Prompt:
The word "derive" marks the lines to copy; find all of them in the entries below.

Material supplied:

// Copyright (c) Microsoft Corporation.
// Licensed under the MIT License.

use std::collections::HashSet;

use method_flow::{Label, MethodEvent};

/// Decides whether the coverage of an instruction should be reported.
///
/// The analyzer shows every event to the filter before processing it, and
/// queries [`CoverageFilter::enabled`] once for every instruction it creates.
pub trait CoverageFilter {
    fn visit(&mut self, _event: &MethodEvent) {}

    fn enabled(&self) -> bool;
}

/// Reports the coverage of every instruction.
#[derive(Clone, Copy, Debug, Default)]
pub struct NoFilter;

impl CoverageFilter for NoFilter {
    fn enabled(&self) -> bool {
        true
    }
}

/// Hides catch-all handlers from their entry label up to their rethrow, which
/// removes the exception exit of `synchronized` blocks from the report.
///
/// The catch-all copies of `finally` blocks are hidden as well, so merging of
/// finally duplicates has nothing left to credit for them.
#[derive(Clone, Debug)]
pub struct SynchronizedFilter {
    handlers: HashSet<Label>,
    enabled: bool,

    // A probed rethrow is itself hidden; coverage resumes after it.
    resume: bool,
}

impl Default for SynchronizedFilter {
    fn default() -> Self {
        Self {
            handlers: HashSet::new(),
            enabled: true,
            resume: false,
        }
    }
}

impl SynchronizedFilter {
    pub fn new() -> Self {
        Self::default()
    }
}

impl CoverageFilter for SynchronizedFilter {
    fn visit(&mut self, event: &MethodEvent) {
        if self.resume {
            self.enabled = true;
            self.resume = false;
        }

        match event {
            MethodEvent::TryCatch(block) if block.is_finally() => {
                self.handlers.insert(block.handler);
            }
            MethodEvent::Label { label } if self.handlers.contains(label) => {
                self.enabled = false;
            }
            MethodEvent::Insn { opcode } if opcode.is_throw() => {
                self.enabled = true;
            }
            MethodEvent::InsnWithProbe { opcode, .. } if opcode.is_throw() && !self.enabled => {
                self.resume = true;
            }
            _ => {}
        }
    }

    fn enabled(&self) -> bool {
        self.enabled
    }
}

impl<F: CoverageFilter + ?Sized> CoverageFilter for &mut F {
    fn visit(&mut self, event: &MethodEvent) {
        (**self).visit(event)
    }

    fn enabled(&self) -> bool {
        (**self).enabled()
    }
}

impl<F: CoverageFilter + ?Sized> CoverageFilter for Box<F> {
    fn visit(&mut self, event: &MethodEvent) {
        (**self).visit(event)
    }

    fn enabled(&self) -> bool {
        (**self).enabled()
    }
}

* * *

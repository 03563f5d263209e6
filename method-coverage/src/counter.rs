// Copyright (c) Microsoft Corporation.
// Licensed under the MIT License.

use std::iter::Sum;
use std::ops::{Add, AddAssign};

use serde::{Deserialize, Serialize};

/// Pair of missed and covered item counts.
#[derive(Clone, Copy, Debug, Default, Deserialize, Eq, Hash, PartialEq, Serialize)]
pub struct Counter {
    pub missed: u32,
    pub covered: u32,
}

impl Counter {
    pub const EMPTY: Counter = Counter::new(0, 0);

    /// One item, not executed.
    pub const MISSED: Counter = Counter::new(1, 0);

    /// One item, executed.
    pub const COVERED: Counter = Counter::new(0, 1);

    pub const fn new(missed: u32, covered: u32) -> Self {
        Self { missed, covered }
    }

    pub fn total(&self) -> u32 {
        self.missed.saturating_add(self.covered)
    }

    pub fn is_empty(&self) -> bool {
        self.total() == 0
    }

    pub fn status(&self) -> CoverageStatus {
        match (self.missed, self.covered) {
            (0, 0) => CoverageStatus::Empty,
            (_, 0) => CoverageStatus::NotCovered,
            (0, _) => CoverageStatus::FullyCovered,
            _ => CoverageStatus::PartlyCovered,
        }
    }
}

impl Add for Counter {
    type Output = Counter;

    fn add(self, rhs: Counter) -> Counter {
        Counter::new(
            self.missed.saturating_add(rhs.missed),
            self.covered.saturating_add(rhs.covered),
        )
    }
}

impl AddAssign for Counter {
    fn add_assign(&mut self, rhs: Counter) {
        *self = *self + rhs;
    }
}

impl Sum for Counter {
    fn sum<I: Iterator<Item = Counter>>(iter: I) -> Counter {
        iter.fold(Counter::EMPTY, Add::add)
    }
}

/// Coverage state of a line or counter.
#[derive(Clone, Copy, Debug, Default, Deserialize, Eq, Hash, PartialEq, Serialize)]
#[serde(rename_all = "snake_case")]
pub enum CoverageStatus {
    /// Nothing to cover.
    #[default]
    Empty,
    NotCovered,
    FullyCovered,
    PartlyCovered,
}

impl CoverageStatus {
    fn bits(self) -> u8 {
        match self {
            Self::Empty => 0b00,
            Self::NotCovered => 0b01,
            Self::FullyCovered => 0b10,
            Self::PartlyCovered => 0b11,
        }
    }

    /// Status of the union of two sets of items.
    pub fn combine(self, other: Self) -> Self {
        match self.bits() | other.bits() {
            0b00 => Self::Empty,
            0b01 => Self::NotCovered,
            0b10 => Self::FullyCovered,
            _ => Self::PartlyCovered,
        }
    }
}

Written answer:
#[derive(Clone, Copy, Debug, Default)]
#[derive(Clone, Debug)]
#[derive(Clone, Copy, Debug, Default, Deserialize, Eq, Hash, PartialEq, Serialize)]
#[derive(Clone, Copy, Debug, Default, Deserialize, Eq, Hash, PartialEq, Serialize)]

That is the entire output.